* WHAT TO PRODUCE
Each record, exactly as written, should be printed again.

* MATERIALS PROVIDED
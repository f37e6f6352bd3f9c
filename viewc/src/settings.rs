use std::collections::BTreeSet;

use crate::error::Error;
use crate::syntax::Syntax;

/// Controls what happens when a region cannot be compiled.
#[derive(Debug, Copy, Clone, PartialEq, Eq, Default)]
#[cfg_attr(
    feature = "serde",
    derive(serde::Serialize, serde::Deserialize),
    serde(rename_all = "lowercase")
)]
pub enum ErrorPolicy {
    /// The first failing region aborts compilation with an error.
    Strict,
    /// A failing region is copied to the output unrewritten and a warning is
    /// logged.  The template syntax of that region stays visible in the
    /// rendered page.
    #[default]
    Lenient,
}

/// The two things a dotted name without call parens can mean.
#[derive(Debug, Copy, Clone, PartialEq, Eq)]
pub enum MemberKind {
    /// `a.b` is compiled to `a->b`.
    Property,
    /// `a.b` is compiled to `a->b()`.
    Method,
}

/// How a member kind was determined.
#[derive(Debug, Copy, Clone, PartialEq, Eq)]
pub enum Resolution {
    /// The member was declared through [`MemberHints`].
    Declared(MemberKind),
    /// The member was classified by its name.
    Guessed(MemberKind),
}

impl Resolution {
    /// Returns the resolved kind.
    pub fn kind(self) -> MemberKind {
        match self {
            Resolution::Declared(kind) | Resolution::Guessed(kind) => kind,
        }
    }
}

/// Accessor verbs that make an undeclared member a zero-argument method.
const METHOD_PREFIXES: &[&str] = &[
    "get", "set", "is", "has", "can", "should", "was", "will", "does", "did", "to", "as",
];

/// Declared member names of the view model.
///
/// Template authors write `user.isAdmin` and `user.name` the same way, but the
/// first one is a method and the second a property.  Names declared here are
/// resolved exactly; everything else falls back to the accessor verb rule
/// (`getName`, `is_admin` and `has` are methods, `island` is not).
#[derive(Debug, Clone, Default, PartialEq, Eq)]
#[cfg_attr(
    feature = "serde",
    derive(serde::Serialize, serde::Deserialize),
    serde(rename_all = "kebab-case", default)
)]
pub struct MemberHints {
    methods: BTreeSet<String>,
    properties: BTreeSet<String>,
    require_declared: bool,
}

impl MemberHints {
    /// Declares a member name as a method.
    pub fn add_method<N: Into<String>>(&mut self, name: N) {
        let name = name.into();
        self.properties.remove(&name);
        self.methods.insert(name);
    }

    /// Declares a member name as a property.
    pub fn add_property<N: Into<String>>(&mut self, name: N) {
        let name = name.into();
        self.methods.remove(&name);
        self.properties.insert(name);
    }

    /// If enabled, undeclared members are reported as ambiguous.
    pub fn set_require_declared(&mut self, yes: bool) {
        self.require_declared = yes;
    }

    /// Returns `true` if undeclared members are reported.
    pub fn require_declared(&self) -> bool {
        self.require_declared
    }

    /// Resolves a member name.
    pub fn resolve(&self, name: &str) -> Resolution {
        if self.methods.contains(name) {
            Resolution::Declared(MemberKind::Method)
        } else if self.properties.contains(name) {
            Resolution::Declared(MemberKind::Property)
        } else if has_accessor_prefix(name) {
            Resolution::Guessed(MemberKind::Method)
        } else {
            Resolution::Guessed(MemberKind::Property)
        }
    }
}

/// The prefix must be the whole name or be followed by an uppercase letter,
/// a digit or an underscore.
fn has_accessor_prefix(name: &str) -> bool {
    METHOD_PREFIXES.iter().any(|prefix| {
        let Some(rest) = name.strip_prefix(prefix) else {
            return false;
        };
        match rest.chars().next() {
            None => true,
            Some(c) => c.is_ascii_uppercase() || c.is_ascii_digit() || c == '_',
        }
    })
}

/// The compiler configuration.
#[derive(Debug, Clone, Default)]
#[cfg_attr(
    feature = "serde",
    derive(serde::Serialize, serde::Deserialize),
    serde(rename_all = "kebab-case", default)
)]
pub struct Settings {
    pub(crate) syntax: Syntax,
    policy: ErrorPolicy,
    members: MemberHints,
    debug: bool,
}

impl Settings {
    /// Returns the delimiter configuration.
    pub fn syntax(&self) -> &Syntax {
        &self.syntax
    }

    /// Replaces the delimiter configuration.
    pub fn set_syntax(&mut self, syntax: Syntax) -> Result<(), Error> {
        ok!(syntax.check_delimiters());
        self.syntax = syntax;
        Ok(())
    }

    /// Returns the error policy.
    pub fn policy(&self) -> ErrorPolicy {
        self.policy
    }

    /// Sets the error policy.
    pub fn set_policy(&mut self, policy: ErrorPolicy) {
        self.policy = policy;
    }

    /// Returns the member hints.
    pub fn members(&self) -> &MemberHints {
        &self.members
    }

    /// Returns the member hints for modification.
    pub fn members_mut(&mut self) -> &mut MemberHints {
        &mut self.members
    }

    /// Returns `true` if errors carry the template source.
    pub fn debug(&self) -> bool {
        self.debug
    }

    /// Enables or disables debug mode.
    pub fn set_debug(&mut self, yes: bool) {
        self.debug = yes;
    }

    pub(crate) fn is_strict(&self) -> bool {
        self.policy == ErrorPolicy::Strict
    }
}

* SOLUTION FOR THIS EXERCISE
repository f37e6f6352bd3f9c
filename viewc/src/settings.rs
use std::collections::BTreeSet;

use crate::error::Error;
use crate::syntax::Syntax;

/// Controls what happens when a region cannot be compiled.
#[derive(Debug, Copy, Clone, PartialEq, Eq, Default)]
#[cfg_attr(
    feature = "serde",
    derive(serde::Serialize, serde::Deserialize),
    serde(rename_all = "lowercase")
)]
pub enum ErrorPolicy {
    /// The first failing region aborts compilation with an error.
    Strict,
    /// A failing region is copied to the output unrewritten and a warning is
    /// logged.  The template syntax of that region stays visible in the
    /// rendered page.
    #[default]
    Lenient,
}

/// The two things a dotted name without call parens can mean.
#[derive(Debug, Copy, Clone, PartialEq, Eq)]
pub enum MemberKind {
    /// `a.b` is compiled to `a->b`.
    Property,
    /// `a.b` is compiled to `a->b()`.
    Method,
}

/// How a member kind was determined.
#[derive(Debug, Copy, Clone, PartialEq, Eq)]
pub enum Resolution {
    /// The member was declared through [`MemberHints`].
    Declared(MemberKind),
    /// The member was classified by its name.
    Guessed(MemberKind),
}

impl Resolution {
    /// Returns the resolved kind.
    pub fn kind(self) -> MemberKind {
        match self {
            Resolution::Declared(kind) | Resolution::Guessed(kind) => kind,
        }
    }
}

/// Accessor verbs that make an undeclared member a zero-argument method.
const METHOD_PREFIXES: &[&str] = &[
    "get", "set", "is", "has", "can", "should", "was", "will", "does", "did", "to", "as",
];

/// Declared member names of the view model.
///
/// Template authors write `user.isAdmin` and `user.name` the same way, but the
/// first one is a method and the second a property.  Names declared here are
/// resolved exactly; everything else falls back to the accessor verb rule
/// (`getName`, `is_admin` and `has` are methods, `island` is not).
#[derive(Debug, Clone, Default, PartialEq, Eq)]
#[cfg_attr(
    feature = "serde",
    derive(serde::Serialize, serde::Deserialize),
    serde(rename_all = "kebab-case", default)
)]
pub struct MemberHints {
    methods: BTreeSet<String>,
    properties: BTreeSet<String>,
    require_declared: bool,
}

impl MemberHints {
    /// Declares a member name as a method.
    pub fn add_method<N: Into<String>>(&mut self, name: N) {
        let name = name.into();
        self.properties.remove(&name);
        self.methods.insert(name);
    }

    /// Declares a member name as a property.
    pub fn add_property<N: Into<String>>(&mut self, name: N) {
        let name = name.into();
        self.methods.remove(&name);
        self.properties.insert(name);
    }

    /// If enabled, undeclared members are reported as ambiguous.
    pub fn set_require_declared(&mut self, yes: bool) {
        self.require_declared = yes;
    }

    /// Returns `true` if undeclared members are reported.
    pub fn require_declared(&self) -> bool {
        self.require_declared
    }

    /// Resolves a member name.
    pub fn resolve(&self, name: &str) -> Resolution {
        if self.methods.contains(name) {
            Resolution::Declared(MemberKind::Method)
        } else if self.properties.contains(name) {
            Resolution::Declared(MemberKind::Property)
        } else if has_accessor_prefix(name) {
            Resolution::Guessed(MemberKind::Method)
        } else {
            Resolution::Guessed(MemberKind::Property)
        }
    }
}

/// The prefix must be the whole name or be followed by an uppercase letter,
/// a digit or an underscore.
fn has_accessor_prefix(name: &str) -> bool {
    METHOD_PREFIXES.iter().any(|prefix| {
        let Some(rest) = name.strip_prefix(prefix) else {
            return false;
        };
        match rest.chars().next() {
            None => true,
            Some(c) => c.is_ascii_uppercase() || c.is_ascii_digit() || c == '_',
        }
    })
}

/// The compiler configuration.
#[derive(Debug, Clone, Default)]
#[cfg_attr(
    feature = "serde",
    derive(serde::Serialize, serde::Deserialize),
    serde(rename_all = "kebab-case", default)
)]
pub struct Settings {
    pub(crate) syntax: Syntax,
    policy: ErrorPolicy,
    members: MemberHints,
    debug: bool,
}

impl Settings {
    /// Returns the delimiter configuration.
    pub fn syntax(&self) -> &Syntax {
        &self.syntax
    }

    /// Replaces the delimiter configuration.
    pub fn set_syntax(&mut self, syntax: Syntax) -> Result<(), Error> {
        ok!(syntax.check_delimiters());
        self.syntax = syntax;
        Ok(())
    }

    /// Returns the error policy.
    pub fn policy(&self) -> ErrorPolicy {
        self.policy
    }

    /// Sets the error policy.
    pub fn set_policy(&mut self, policy: ErrorPolicy) {
        self.policy = policy;
    }

    /// Returns the member hints.
    pub fn members(&self) -> &MemberHints {
        &self.members
    }

    /// Returns the member hints for modification.
    pub fn members_mut(&mut self) -> &mut MemberHints {
        &mut self.members
    }

    /// Returns `true` if errors carry the template source.
    pub fn debug(&self) -> bool {
        self.debug
    }

    /// Enables or disables debug mode.
    pub fn set_debug(&mut self, yes: bool) {
        self.debug = yes;
    }

    pub(crate) fn is_strict(&self) -> bool {
        self.policy == ErrorPolicy::Strict
    }
}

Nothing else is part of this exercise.